#### EXERCISE PROMPT
Restate word for word the lines of the records below, starting at the line that contains "fn documents(&self) ->" and ending at the line that contains "impl WriteCollection<Post> for", with both of those lines included and nothing else.

(PROVIDED MATERIAL)

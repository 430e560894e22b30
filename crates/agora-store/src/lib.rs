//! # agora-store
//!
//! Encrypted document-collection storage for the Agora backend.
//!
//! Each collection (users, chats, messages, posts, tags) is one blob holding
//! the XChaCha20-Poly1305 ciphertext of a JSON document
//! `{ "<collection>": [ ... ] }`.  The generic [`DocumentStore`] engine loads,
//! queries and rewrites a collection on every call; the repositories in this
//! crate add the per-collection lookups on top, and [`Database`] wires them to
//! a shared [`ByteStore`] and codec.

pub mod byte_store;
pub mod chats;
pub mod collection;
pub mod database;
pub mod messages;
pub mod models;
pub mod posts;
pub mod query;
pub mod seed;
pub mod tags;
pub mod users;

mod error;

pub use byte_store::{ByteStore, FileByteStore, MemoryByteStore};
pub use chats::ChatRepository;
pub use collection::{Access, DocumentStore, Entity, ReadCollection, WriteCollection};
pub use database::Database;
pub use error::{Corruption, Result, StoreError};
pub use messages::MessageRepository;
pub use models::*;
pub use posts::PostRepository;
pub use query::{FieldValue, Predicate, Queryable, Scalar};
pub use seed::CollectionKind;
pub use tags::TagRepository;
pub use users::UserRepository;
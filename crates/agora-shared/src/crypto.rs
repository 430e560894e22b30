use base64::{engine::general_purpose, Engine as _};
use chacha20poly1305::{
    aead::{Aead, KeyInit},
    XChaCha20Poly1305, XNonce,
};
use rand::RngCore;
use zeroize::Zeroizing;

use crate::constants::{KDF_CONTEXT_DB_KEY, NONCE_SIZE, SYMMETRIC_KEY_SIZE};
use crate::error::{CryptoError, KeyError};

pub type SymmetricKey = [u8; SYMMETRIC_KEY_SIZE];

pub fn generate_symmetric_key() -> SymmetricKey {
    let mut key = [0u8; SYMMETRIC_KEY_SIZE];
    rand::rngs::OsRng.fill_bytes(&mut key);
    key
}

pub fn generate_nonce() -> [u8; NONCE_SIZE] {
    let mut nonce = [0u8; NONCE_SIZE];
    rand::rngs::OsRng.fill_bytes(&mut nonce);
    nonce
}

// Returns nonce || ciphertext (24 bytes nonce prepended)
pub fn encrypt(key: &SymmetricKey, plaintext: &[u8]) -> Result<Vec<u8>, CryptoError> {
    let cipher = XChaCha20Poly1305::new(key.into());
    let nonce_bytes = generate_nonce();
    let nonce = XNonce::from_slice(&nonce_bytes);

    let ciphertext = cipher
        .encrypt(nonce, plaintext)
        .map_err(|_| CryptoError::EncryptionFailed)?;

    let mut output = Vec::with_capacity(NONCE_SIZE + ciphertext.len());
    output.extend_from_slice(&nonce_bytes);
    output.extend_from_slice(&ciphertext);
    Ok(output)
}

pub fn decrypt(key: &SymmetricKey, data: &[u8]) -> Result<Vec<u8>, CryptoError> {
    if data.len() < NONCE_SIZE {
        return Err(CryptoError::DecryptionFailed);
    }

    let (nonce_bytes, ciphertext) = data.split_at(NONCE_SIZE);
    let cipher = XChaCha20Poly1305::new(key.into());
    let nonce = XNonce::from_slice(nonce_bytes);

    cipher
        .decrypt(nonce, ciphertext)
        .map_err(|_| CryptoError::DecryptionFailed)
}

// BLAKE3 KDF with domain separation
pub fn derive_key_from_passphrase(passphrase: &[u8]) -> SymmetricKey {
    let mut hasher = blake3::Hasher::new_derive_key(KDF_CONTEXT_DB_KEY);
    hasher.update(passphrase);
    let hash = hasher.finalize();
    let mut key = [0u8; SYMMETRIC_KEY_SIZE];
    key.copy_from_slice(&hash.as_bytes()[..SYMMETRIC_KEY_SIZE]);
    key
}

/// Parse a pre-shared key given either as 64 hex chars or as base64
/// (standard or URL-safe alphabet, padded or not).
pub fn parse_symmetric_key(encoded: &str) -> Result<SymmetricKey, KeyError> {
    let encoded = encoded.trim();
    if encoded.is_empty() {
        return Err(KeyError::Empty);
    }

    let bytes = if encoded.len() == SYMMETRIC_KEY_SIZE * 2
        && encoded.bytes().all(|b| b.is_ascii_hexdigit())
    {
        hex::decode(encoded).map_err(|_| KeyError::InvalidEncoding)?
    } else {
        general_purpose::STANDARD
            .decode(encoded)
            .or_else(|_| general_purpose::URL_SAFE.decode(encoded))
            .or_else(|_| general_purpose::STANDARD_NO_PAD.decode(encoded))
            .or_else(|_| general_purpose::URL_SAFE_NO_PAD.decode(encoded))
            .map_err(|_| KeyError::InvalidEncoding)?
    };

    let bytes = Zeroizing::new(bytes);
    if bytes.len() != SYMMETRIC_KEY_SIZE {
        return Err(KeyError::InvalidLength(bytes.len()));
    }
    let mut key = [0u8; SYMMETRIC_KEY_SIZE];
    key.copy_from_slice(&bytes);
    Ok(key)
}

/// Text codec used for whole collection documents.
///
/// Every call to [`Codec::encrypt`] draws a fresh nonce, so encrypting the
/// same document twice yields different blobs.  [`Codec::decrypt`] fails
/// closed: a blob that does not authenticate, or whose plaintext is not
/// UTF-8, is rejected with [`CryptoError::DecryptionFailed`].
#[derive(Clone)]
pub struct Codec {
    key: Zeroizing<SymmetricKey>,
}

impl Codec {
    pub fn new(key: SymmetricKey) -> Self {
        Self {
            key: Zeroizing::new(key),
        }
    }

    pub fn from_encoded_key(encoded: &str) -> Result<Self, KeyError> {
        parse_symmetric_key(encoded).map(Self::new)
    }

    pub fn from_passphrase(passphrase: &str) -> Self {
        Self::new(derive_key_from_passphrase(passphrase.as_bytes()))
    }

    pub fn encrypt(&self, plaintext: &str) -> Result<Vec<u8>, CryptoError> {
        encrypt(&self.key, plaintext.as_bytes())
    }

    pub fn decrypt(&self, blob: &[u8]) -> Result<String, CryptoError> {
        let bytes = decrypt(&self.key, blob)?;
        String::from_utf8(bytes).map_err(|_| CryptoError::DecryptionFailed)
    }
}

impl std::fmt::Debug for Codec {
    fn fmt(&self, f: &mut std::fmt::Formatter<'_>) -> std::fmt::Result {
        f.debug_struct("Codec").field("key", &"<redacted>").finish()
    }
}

(End PROVIDED MATERIAL)
(PROVIDED MATERIAL)

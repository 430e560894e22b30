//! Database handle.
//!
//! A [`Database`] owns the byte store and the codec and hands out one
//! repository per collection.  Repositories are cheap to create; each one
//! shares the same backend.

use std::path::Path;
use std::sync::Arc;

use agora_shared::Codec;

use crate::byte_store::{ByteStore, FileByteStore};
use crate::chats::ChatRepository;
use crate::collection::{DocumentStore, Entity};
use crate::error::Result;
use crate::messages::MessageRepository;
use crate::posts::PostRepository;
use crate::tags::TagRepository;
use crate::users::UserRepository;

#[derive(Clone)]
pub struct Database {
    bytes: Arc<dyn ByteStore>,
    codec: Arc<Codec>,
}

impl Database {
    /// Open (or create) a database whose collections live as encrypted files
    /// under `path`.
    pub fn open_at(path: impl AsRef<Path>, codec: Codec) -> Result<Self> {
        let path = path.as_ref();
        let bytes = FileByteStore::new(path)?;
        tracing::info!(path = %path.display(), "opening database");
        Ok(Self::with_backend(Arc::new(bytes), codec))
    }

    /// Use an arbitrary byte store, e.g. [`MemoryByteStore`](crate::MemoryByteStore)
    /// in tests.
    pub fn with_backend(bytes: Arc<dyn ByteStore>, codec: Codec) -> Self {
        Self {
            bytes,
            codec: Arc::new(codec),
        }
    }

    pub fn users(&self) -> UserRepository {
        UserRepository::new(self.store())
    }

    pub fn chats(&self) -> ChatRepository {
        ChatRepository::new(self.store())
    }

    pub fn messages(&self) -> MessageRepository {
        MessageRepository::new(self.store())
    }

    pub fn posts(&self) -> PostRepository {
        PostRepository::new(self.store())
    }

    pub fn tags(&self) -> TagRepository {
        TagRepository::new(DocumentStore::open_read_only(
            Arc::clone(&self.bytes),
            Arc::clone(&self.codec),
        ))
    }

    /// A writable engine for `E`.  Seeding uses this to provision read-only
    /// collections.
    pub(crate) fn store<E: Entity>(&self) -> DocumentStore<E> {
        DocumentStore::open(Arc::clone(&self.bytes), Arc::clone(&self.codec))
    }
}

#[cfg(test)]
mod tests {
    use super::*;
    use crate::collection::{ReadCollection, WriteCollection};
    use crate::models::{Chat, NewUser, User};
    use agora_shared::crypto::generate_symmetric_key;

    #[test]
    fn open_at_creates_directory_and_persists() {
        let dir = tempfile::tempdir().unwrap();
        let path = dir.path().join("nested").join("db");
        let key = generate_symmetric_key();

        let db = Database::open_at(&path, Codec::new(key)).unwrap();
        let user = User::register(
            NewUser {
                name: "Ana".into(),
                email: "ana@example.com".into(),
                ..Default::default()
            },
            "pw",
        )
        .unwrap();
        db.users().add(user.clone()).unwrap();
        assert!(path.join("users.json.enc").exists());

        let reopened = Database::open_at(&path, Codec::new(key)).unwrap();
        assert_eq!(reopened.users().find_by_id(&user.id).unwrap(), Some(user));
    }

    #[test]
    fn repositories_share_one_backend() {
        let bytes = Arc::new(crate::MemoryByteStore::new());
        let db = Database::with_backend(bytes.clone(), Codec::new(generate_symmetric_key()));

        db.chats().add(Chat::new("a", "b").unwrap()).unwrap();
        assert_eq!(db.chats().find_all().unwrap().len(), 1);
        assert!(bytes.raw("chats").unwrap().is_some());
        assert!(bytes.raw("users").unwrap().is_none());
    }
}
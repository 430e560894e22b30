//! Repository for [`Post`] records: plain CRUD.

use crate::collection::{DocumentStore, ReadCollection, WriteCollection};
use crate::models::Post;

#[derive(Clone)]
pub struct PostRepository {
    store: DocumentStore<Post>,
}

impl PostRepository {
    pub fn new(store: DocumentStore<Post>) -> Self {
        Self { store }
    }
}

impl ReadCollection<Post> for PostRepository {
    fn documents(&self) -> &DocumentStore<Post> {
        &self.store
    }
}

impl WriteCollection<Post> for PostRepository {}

(End PROVIDED MATERIAL)

#### WRITTEN ANSWER
    fn documents(&self) -> &DocumentStore<Post> {
        &self.store
    }
}

impl WriteCollection<Post> for PostRepository {}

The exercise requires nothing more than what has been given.